Concrete is one of the world’s oldest and most common construction materials mainly due to its low cost, flexibility, longevity and resilience to extreme climatic conditions, including hurricanes. It is a composite material of fine and coarse aggregate bonded with a fluid cement that cures and hardens over time. A favoured construction product for infrastructure projects worldwide, 30 billion tons of concrete is produced yearly for the construction of roads, railways, bridges, sewage systems, dams and buildings.

We know that the built environment contributes enormously to climate change; the production process for cement, a key component of concrete, accounts for an astonishing 8% of the world’s carbon footprint and buildings alone account for 40% of global greenhouse gas emissions. 2/3 of these emissions relate to the operational use of buildings, whilst 1/3 comes from construction. This includes all aspects of a building’s components, including the foundation, main structure, external fabric and interior fit-out.

In Bermuda, most construction projects utilise traditional building techniques and rely on imports of concrete’s bulk raw materials for new developments. The architecture practice, OBMI Bermuda is committed to reducing the island’s reliance on concrete and finding low carbon solutions through careful site analysis, working with the existing topography and collaborating with local structural engineers. As a practice, OBMI Bermuda is actively looking for alternative materials to specify it’s projects, such as recycled fill materials and aggregates; with crushed glass recently employed as an alternate fill material. Conscientious specification of materials and construction methods at the start of a project are some ways the construction sector can reduce its impact on the environment. OBMI Bermuda has used the geo-web retaining wall system to good effect on several projects around the island; reducing the amount of concrete compared to a traditional retaining wall system.

A growing number of developing technologies help reduce greenhouse gas emissions and the embodied and operational carbon footprint of buildings.
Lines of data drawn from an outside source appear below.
//! Normalized record model shared by every stage of the pipeline.
//!
//! Each platform parser emits [`ConversationRecord`]s; the chunker turns them
//! into [`Chunk`]s; the embedder attaches an [`EmbeddingVector`]; the index
//! stores the result as an [`IndexEntry`].

use serde::{Deserialize, Serialize};
use std::fmt;
use std::str::FromStr;

use crate::fence;

/// Source platform of a conversation export.
#[derive(Debug, Clone, Copy, PartialEq, Eq, Hash, PartialOrd, Ord, Serialize, Deserialize)]
#[serde(rename_all = "lowercase")]
pub enum Platform {
    ChatGpt,
    Gemini,
    Grok,
    Antigravity,
}

impl Platform {
    pub const ALL: [Platform; 4] = [
        Platform::ChatGpt,
        Platform::Gemini,
        Platform::Grok,
        Platform::Antigravity,
    ];

    pub fn as_str(&self) -> &'static str {
        match self {
            Platform::ChatGpt => "chatgpt",
            Platform::Gemini => "gemini",
            Platform::Grok => "grok",
            Platform::Antigravity => "antigravity",
        }
    }
}

impl fmt::Display for Platform {
    fn fmt(&self, f: &mut fmt::Formatter<'_>) -> fmt::Result {
        f.write_str(self.as_str())
    }
}

impl FromStr for Platform {
    type Err = String;

    fn from_str(s: &str) -> Result<Self, Self::Err> {
        match s.trim().to_ascii_lowercase().as_str() {
            "chatgpt" => Ok(Platform::ChatGpt),
            "gemini" => Ok(Platform::Gemini),
            "grok" => Ok(Platform::Grok),
            "antigravity" => Ok(Platform::Antigravity),
            other => Err(format!(
                "unknown platform '{}': expected chatgpt, gemini, grok, or antigravity",
                other
            )),
        }
    }
}

#[derive(Debug, Clone, Copy, PartialEq, Eq, Serialize, Deserialize)]
#[serde(rename_all = "lowercase")]
pub enum Role {
    User,
    Assistant,
    System,
}

impl Role {
    pub fn as_str(&self) -> &'static str {
        match self {
            Role::User => "user",
            Role::Assistant => "assistant",
            Role::System => "system",
        }
    }

    /// Upper-case label used when rendering messages into chunk text.
    pub fn label(&self) -> &'static str {
        match self {
            Role::User => "USER",
            Role::Assistant => "ASSISTANT",
            Role::System => "SYSTEM",
        }
    }
}

/// A fenced code block found inside a message.
///
/// `message_position` points back at the owning [`Message`] by index rather
/// than by ownership; it is only meaningful alongside that conversation.
#[derive(Debug, Clone, PartialEq, Eq)]
pub struct CodeSnippet {
    /// Fence language tag, or `"unknown"`.
    pub language: String,
    pub source: String,
    pub message_position: usize,
}

#[derive(Debug, Clone, PartialEq)]
pub struct Message {
    pub role: Role,
    pub text: String,
    pub code_snippets: Vec<CodeSnippet>,
    /// Zero-based index within the conversation.
    pub position: usize,
}

impl Message {
    /// Build a message and extract its fenced code blocks.
    pub fn new(role: Role, text: impl Into<String>, position: usize) -> Self {
        let text = text.into();
        let code_snippets = fence::extract_snippets(&text, position);
        Self {
            role,
            text,
            code_snippets,
            position,
        }
    }
}

/// One conversation from one platform, normalized.
#[derive(Debug, Clone, PartialEq)]
pub struct ConversationRecord {
    pub platform: Platform,
    /// Unique per platform.
    pub conversation_id: String,
    pub title: String,
    pub messages: Vec<Message>,
    /// Unix seconds.
    pub created_at: i64,
}

impl ConversationRecord {
    /// Assemble a record from `(role, text)` pairs, dropping blank messages
    /// and numbering the rest in order.
    pub fn from_turns(
        platform: Platform,
        conversation_id: impl Into<String>,
        title: impl Into<String>,
        created_at: i64,
        turns: impl IntoIterator<Item = (Role, String)>,
    ) -> Self {
        let messages = turns
            .into_iter()
            .filter(|(_, text)| !text.trim().is_empty())
            .enumerate()
            .map(|(i, (role, text))| Message::new(role, text, i))
            .collect();
        let title = title.into();
        Self {
            platform,
            conversation_id: conversation_id.into(),
            title: if title.trim().is_empty() {
                "Untitled".to_string()
            } else {
                title
            },
            messages,
            created_at,
        }
    }

    pub fn code_snippets(&self) -> impl Iterator<Item = &CodeSnippet> {
        self.messages.iter().flat_map(|m| m.code_snippets.iter())
    }
}

/// Logical namespace inside the vector index.
#[derive(Debug, Clone, Copy, PartialEq, Eq, Hash, PartialOrd, Ord, Serialize, Deserialize)]
#[serde(rename_all = "lowercase")]
pub enum Collection {
    Conversations,
    Code,
    Decisions,
    Solutions,
}

impl Collection {
    pub const ALL: [Collection; 4] = [
        Collection::Conversations,
        Collection::Code,
        Collection::Decisions,
        Collection::Solutions,
    ];

    pub fn as_str(&self) -> &'static str {
        match self {
            Collection::Conversations => "conversations",
            Collection::Code => "code",
            Collection::Decisions => "decisions",
            Collection::Solutions => "solutions",
        }
    }
}

impl fmt::Display for Collection {
    fn fmt(&self, f: &mut fmt::Formatter<'_>) -> fmt::Result {
        f.write_str(self.as_str())
    }
}

impl FromStr for Collection {
    type Err = String;

    fn from_str(s: &str) -> Result<Self, Self::Err> {
        Collection::ALL
            .into_iter()
            .find(|c| c.as_str() == s.trim())
            .ok_or_else(|| format!("unknown collection '{}'", s))
    }
}

/// A bounded span of rendered conversation text prepared for embedding.
#[derive(Debug, Clone, PartialEq, Eq)]
pub struct Chunk {
    pub text: String,
    pub conversation_id: String,
    pub platform: Platform,
    /// Zero-based chunk index within its source.
    pub position: usize,
    /// Leading bytes of `text` repeated from the previous chunk.
    pub overlap: usize,
    /// SHA-256 hex of `text`; cache and dedup key.
    pub content_hash: String,
}

impl Chunk {
    /// The part of the text not shared with the previous chunk.
    pub fn fresh_text(&self) -> &str {
        &self.text[self.overlap..]
    }
}

#[derive(Debug, Clone, PartialEq)]
pub struct EmbeddingVector {
    pub values: Vec<f32>,
    pub content_hash: String,
    pub model: String,
}

#[derive(Debug, Clone, PartialEq, Eq, Serialize)]
pub struct EntryMetadata {
    pub platform: Platform,
    pub conversation_id: String,
    pub title: String,
    /// Unix seconds of the source conversation.
    pub timestamp: i64,
    pub collection: Collection,
    /// Fence language of a `code` collection entry, lowercased.
    #[serde(skip_serializing_if = "Option::is_none")]
    pub language: Option<String>,
}

/// A chunk, its vector, and the metadata used for filtering and ranking.
#[derive(Debug, Clone, PartialEq)]
pub struct IndexEntry {
    pub chunk: Chunk,
    pub vector: EmbeddingVector,
    pub metadata: EntryMetadata,
}

/// An index entry as read back for ranking (vector omitted).
#[derive(Debug, Clone, PartialEq, Serialize)]
pub struct StoredEntry {
    pub content_hash: String,
    pub text: String,
    pub position: usize,
    pub metadata: EntryMetadata,
}

#[cfg(test)]
mod tests {
    use super::*;

    #[test]
    fn platform_round_trips_through_str() {
        for p in Platform::ALL {
            assert_eq!(p.as_str().parse::<Platform>().unwrap(), p);
        }
        assert_eq!("ChatGPT".parse::<Platform>().unwrap(), Platform::ChatGpt);
        assert!("claude".parse::<Platform>().is_err());
    }

    #[test]
    fn from_turns_drops_blank_messages_and_renumbers() {
        let record = ConversationRecord::from_turns(
            Platform::Grok,
            "c1",
            "",
            0,
            vec![
                (Role::User, "hi".to_string()),
                (Role::Assistant, "   ".to_string()),
                (Role::Assistant, "hello".to_string()),
            ],
        );
        assert_eq!(record.title, "Untitled");
        assert_eq!(record.messages.len(), 2);
        assert_eq!(record.messages[1].position, 1);
        assert_eq!(record.messages[1].text, "hello");
    }

    #[test]
    fn message_extracts_code_snippets() {
        let msg = Message::new(
            Role::Assistant,
            "Try this:\n```rust\nfn main() {}\n```\n",
            3,
        );
        assert_eq!(msg.code_snippets.len(), 1);
        assert_eq!(msg.code_snippets[0].language, "rust");
        assert_eq!(msg.code_snippets[0].message_position, 3);
    }

    #[test]
    fn collection_serde_names() {
        let json = serde_json::to_string(&Collection::Code).unwrap();
        assert_eq!(json, "\"code\"");
        assert_eq!("solutions".parse::<Collection>().unwrap(), Collection::Solutions);
    }
}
Carbon capture technologies can be integrated into concrete production to reduce concrete’s carbon footprint and increase its strength. Even a slight improvement in the carbon footprint of concrete could see huge reductions in global greenhouse gas emissions. A focus has been on the research and development of improving the manufacturing process of cement which accounts for 95% of concrete’s manufacturing emissions.
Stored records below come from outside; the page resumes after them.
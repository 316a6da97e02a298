//! Handlers: one filter bound to an ordered list of processing steps.
//!
//! A handler accepts an update iff its filter matches. Steps then run in
//! declaration order; after each step the consumed flag is checked and, once
//! set, the remaining steps are skipped while the handler still reports that
//! it handled the update.

use std::sync::Arc;

use regex::Regex;
use serde_json::Value;

use crate::errors::{DispatchError, FilterError};
use crate::filters::{self, compile_pattern, Filter};
use crate::mux::Processor;
use crate::update::{Update, UpdatePayload};

/// Context key holding command arguments as a JSON string array.
pub const ARGS_CONTEXT_KEY: &str = "args";
/// Context key holding regex captures (whole match first) as a JSON string array.
pub const MATCHES_CONTEXT_KEY: &str = "matches";

/// One processing step. Any error aborts the handler and faults the dispatch.
pub type Step = Box<dyn Fn(&mut Update) -> anyhow::Result<()> + Send + Sync>;

pub struct Handler {
    filter: Filter,
    steps: Vec<Step>,
}

impl std::fmt::Debug for Handler {
    fn fmt(&self, f: &mut std::fmt::Formatter<'_>) -> std::fmt::Result {
        f.debug_struct("Handler")
            .field("filter", &self.filter)
            .field("steps", &self.steps.len())
            .finish()
    }
}

impl Handler {
    pub fn new(
        filter: Filter,
        step: impl Fn(&mut Update) -> anyhow::Result<()> + Send + Sync + 'static,
    ) -> Self {
        Self {
            filter,
            steps: vec![Box::new(step)],
        }
    }

    /// Appends a step that runs after the existing ones.
    pub fn then(
        mut self,
        step: impl Fn(&mut Update) -> anyhow::Result<()> + Send + Sync + 'static,
    ) -> Self {
        self.steps.push(Box::new(step));
        self
    }

    /// Handles one or more whitespace-separated commands, e.g. `"start help"`.
    ///
    /// Arguments following the command are stored under [`ARGS_CONTEXT_KEY`]
    /// before the first user step runs.
    pub fn command(
        commands: &str,
        filter: Option<Filter>,
        step: impl Fn(&mut Update) -> anyhow::Result<()> + Send + Sync + 'static,
    ) -> Self {
        let command_filter = filters::or(commands.split_whitespace().map(filters::is_command_message));
        Self::new(with_optional(command_filter, filter), store_command_args).then(step)
    }

    /// New messages only.
    pub fn message(
        filter: Option<Filter>,
        step: impl Fn(&mut Update) -> anyhow::Result<()> + Send + Sync + 'static,
    ) -> Self {
        Self::new(with_optional(filters::is_message(), filter), step)
    }

    pub fn edited_message(
        filter: Option<Filter>,
        step: impl Fn(&mut Update) -> anyhow::Result<()> + Send + Sync + 'static,
    ) -> Self {
        Self::new(with_optional(filters::is_edited_message(), filter), step)
    }

    pub fn channel_post(
        filter: Option<Filter>,
        step: impl Fn(&mut Update) -> anyhow::Result<()> + Send + Sync + 'static,
    ) -> Self {
        Self::new(with_optional(filters::is_channel_post(), filter), step)
    }

    pub fn edited_channel_post(
        filter: Option<Filter>,
        step: impl Fn(&mut Update) -> anyhow::Result<()> + Send + Sync + 'static,
    ) -> Self {
        Self::new(with_optional(filters::is_edited_channel_post(), filter), step)
    }

    /// Inline queries whose query text matches `pattern`.
    ///
    /// Captures are stored under [`MATCHES_CONTEXT_KEY`] before `step` runs.
    pub fn inline_query(
        pattern: &str,
        filter: Option<Filter>,
        step: impl Fn(&mut Update) -> anyhow::Result<()> + Send + Sync + 'static,
    ) -> Result<Self, FilterError> {
        Self::with_captures(pattern, filter, inline_query_text, step)
    }

    /// Callback queries whose data matches `pattern`.
    pub fn callback_query(
        pattern: &str,
        filter: Option<Filter>,
        step: impl Fn(&mut Update) -> anyhow::Result<()> + Send + Sync + 'static,
    ) -> Result<Self, FilterError> {
        Self::with_captures(pattern, filter, callback_data_text, step)
    }

    fn with_captures(
        pattern: &str,
        filter: Option<Filter>,
        subject: fn(&Update) -> Option<&str>,
        step: impl Fn(&mut Update) -> anyhow::Result<()> + Send + Sync + 'static,
    ) -> Result<Self, FilterError> {
        let regex = Arc::new(compile_pattern(pattern)?);
        let matcher = {
            let regex = Arc::clone(&regex);
            Filter::new(move |update| subject(update).is_some_and(|text| regex.is_match(text)))
        };
        let store_matches = move |update: &mut Update| -> anyhow::Result<()> {
            let matches = subject(update)
                .map(|text| capture_groups(&regex, text))
                .unwrap_or_default();
            update
                .context
                .insert(MATCHES_CONTEXT_KEY.to_string(), string_array(matches));
            Ok(())
        };
        Ok(Self::new(with_optional(matcher, filter), store_matches).then(step))
    }

    pub fn filter(&self) -> &Filter {
        &self.filter
    }

    pub fn accepts(&self, update: &Update) -> bool {
        self.filter.matches(update)
    }

    /// Runs every step in order until one consumes the update or fails.
    pub(crate) fn run_steps(&self, update: &mut Update) -> Result<(), DispatchError> {
        for step in &self.steps {
            step(update)?;
            if update.is_consumed() {
                break;
            }
        }
        Ok(())
    }
}

impl Processor for Handler {
    fn process(&self, update: &mut Update) -> Result<bool, DispatchError> {
        if !self.accepts(update) {
            return Ok(false);
        }
        self.run_steps(update)?;
        Ok(true)
    }
}

fn with_optional(base: Filter, extra: Option<Filter>) -> Filter {
    match extra {
        Some(extra) => filters::and([base, extra]),
        None => base,
    }
}

fn store_command_args(update: &mut Update) -> anyhow::Result<()> {
    let args: Vec<String> = update
        .message()
        .map(|message| {
            message
                .text()
                .split_whitespace()
                .skip(1)
                .map(str::to_string)
                .collect()
        })
        .unwrap_or_default();
    update
        .context
        .insert(ARGS_CONTEXT_KEY.to_string(), string_array(args));
    Ok(())
}

fn inline_query_text(update: &Update) -> Option<&str> {
    match update.payload() {
        UpdatePayload::InlineQuery(query) => Some(query.query.as_str()),
        _ => None,
    }
}

fn callback_data_text(update: &Update) -> Option<&str> {
    match update.payload() {
        UpdatePayload::CallbackQuery(query) => query.data.as_deref(),
        _ => None,
    }
}

fn capture_groups(regex: &Regex, text: &str) -> Vec<String> {
    regex
        .captures(text)
        .map(|captures| {
            captures
                .iter()
                .map(|group| group.map(|m| m.as_str().to_string()).unwrap_or_default())
                .collect()
        })
        .unwrap_or_default()
}

fn string_array(values: Vec<String>) -> Value {
    Value::Array(values.into_iter().map(Value::String).collect())
}

#[cfg(test)]
mod tests {
    use std::sync::{Arc, Mutex};

    use super::{Handler, ARGS_CONTEXT_KEY, MATCHES_CONTEXT_KEY};
    use crate::filters::{self, Filter};
    use crate::mux::Processor;
    use crate::update::{
        BotIdentity, CallbackQuery, Chat, ChatKind, InlineQuery, Message, RawUpdate, Update,
        UpdatePayload, User,
    };

    fn update(payload: UpdatePayload) -> Update {
        Update::new(BotIdentity::new("testbot"), RawUpdate::new(1, payload))
    }

    fn message(text: &str) -> Message {
        Message::new(1, Chat::new(37, ChatKind::Private))
            .with_from(User::new(13, "Ann"))
            .with_text(text)
    }

    fn text_update(text: &str) -> Update {
        update(UpdatePayload::Message(message(text)))
    }

    #[test]
    fn unit_consume_stops_remaining_steps_but_reports_handled() {
        let log = Arc::new(Mutex::new(Vec::new()));
        let (a, b, c) = (log.clone(), log.clone(), log.clone());
        let handler = Handler::new(filters::any(), move |_| {
            a.lock().expect("log").push("a");
            Ok(())
        })
        .then(move |update| {
            b.lock().expect("log").push("b");
            update.consume();
            Ok(())
        })
        .then(move |_| {
            c.lock().expect("log").push("c");
            Ok(())
        });

        let mut update = text_update("anything");
        assert!(handler.process(&mut update).expect("process"));
        assert_eq!(*log.lock().expect("log"), vec!["a", "b"]);
    }

    #[test]
    fn unit_rejected_filter_runs_no_steps() {
        let ran = Arc::new(Mutex::new(false));
        let flag = ran.clone();
        let handler = Handler::new(Filter::new(|_| false), move |_| {
            *flag.lock().expect("flag") = true;
            Ok(())
        });
        let mut update = text_update("anything");
        assert!(!handler.process(&mut update).expect("process"));
        assert!(!*ran.lock().expect("flag"));
        assert!(update.context.is_empty());
    }

    #[test]
    fn unit_step_error_aborts_later_steps() {
        let log = Arc::new(Mutex::new(Vec::new()));
        let later = log.clone();
        let handler = Handler::new(filters::any(), |_| Err(anyhow::anyhow!("boom"))).then(
            move |_| {
                later.lock().expect("log").push("later");
                Ok(())
            },
        );
        let error = handler
            .process(&mut text_update("x"))
            .expect_err("step must fail");
        assert_eq!(error.to_string(), "boom");
        assert!(log.lock().expect("log").is_empty());
    }

    #[test]
    fn functional_command_handler_stores_args_for_any_listed_command() {
        let handler = Handler::command("foo bar", None, |update| {
            let args = update.context_strings(ARGS_CONTEXT_KEY);
            anyhow::ensure!(args == ["42"], "unexpected args {args:?}");
            Ok(())
        });
        for text in ["/foo 42", "/bar 42", "/foo@testbot 42"] {
            let mut update = text_update(text);
            assert!(handler.process(&mut update).expect("process"), "{text}");
        }
        assert!(!handler.process(&mut text_update("/baz 42")).expect("process"));

        let test = Handler::command("test", None, |_| Ok(()));
        let mut update = text_update("/test foo bar");
        assert!(test.process(&mut update).expect("process"));
        assert_eq!(update.context_strings(ARGS_CONTEXT_KEY), vec!["foo", "bar"]);
    }

    #[test]
    fn unit_command_handler_applies_extra_filter() {
        let handler = Handler::command("start", Some(filters::is_group()), |_| Ok(()));
        assert!(!handler.process(&mut text_update("/start")).expect("process"));
    }

    #[test]
    fn functional_inline_query_handler_stores_captures() {
        let handler =
            Handler::inline_query(r"^foo:(\w+):(\d+)", None, |_| Ok(())).expect("pattern");
        let mut update = update(UpdatePayload::InlineQuery(InlineQuery {
            id: "q".to_string(),
            from: User::new(13, "Ann"),
            query: "foo:bar:42".to_string(),
            offset: String::new(),
        }));
        assert!(handler.process(&mut update).expect("process"));
        assert_eq!(
            update.context_strings(MATCHES_CONTEXT_KEY),
            vec!["foo:bar:42", "bar", "42"]
        );
        assert!(!handler.process(&mut text_update("foo:bar:42")).expect("process"));
    }

    #[test]
    fn functional_callback_query_handler_fills_unmatched_groups_with_empty_strings() {
        let handler = Handler::callback_query(r"^like(:(\d+))?$", Some(filters::any()), |_| Ok(()))
            .expect("pattern");
        let mut update = update(UpdatePayload::CallbackQuery(CallbackQuery {
            id: "c".to_string(),
            from: User::new(13, "Ann"),
            message: None,
            data: Some("like".to_string()),
        }));
        assert!(handler.process(&mut update).expect("process"));
        assert_eq!(update.context_strings(MATCHES_CONTEXT_KEY), vec!["like", "", ""]);
    }

    #[test]
    fn unit_update_kind_handlers_reject_other_kinds() {
        let edited = Handler::edited_message(None, |_| Ok(()));
        let posts = Handler::channel_post(None, |_| Ok(()));
        let edited_posts = Handler::edited_channel_post(None, |_| Ok(()));
        let messages = Handler::message(Some(filters::has_text()), |_| Ok(()));

        assert!(edited
            .process(&mut update(UpdatePayload::EditedMessage(message("x"))))
            .expect("process"));
        assert!(!edited.process(&mut text_update("x")).expect("process"));
        assert!(posts
            .process(&mut update(UpdatePayload::ChannelPost(message("x"))))
            .expect("process"));
        assert!(edited_posts
            .process(&mut update(UpdatePayload::EditedChannelPost(message("x"))))
            .expect("process"));
        assert!(messages.process(&mut text_update("x")).expect("process"));
        assert!(!messages.process(&mut text_update("/x")).expect("process"));
    }
}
Though Bermuda is presented with considerable geographic constraints, our architectural, engineering and construction organisations must work together with industry leaders and the government to seriously address the embodied and operational carbon of the buildings we are constructing. We must embrace emerging materials and technologies as viable alternative construction processes and evaluate the procurement of materials to reduce our island’s impact on the climate.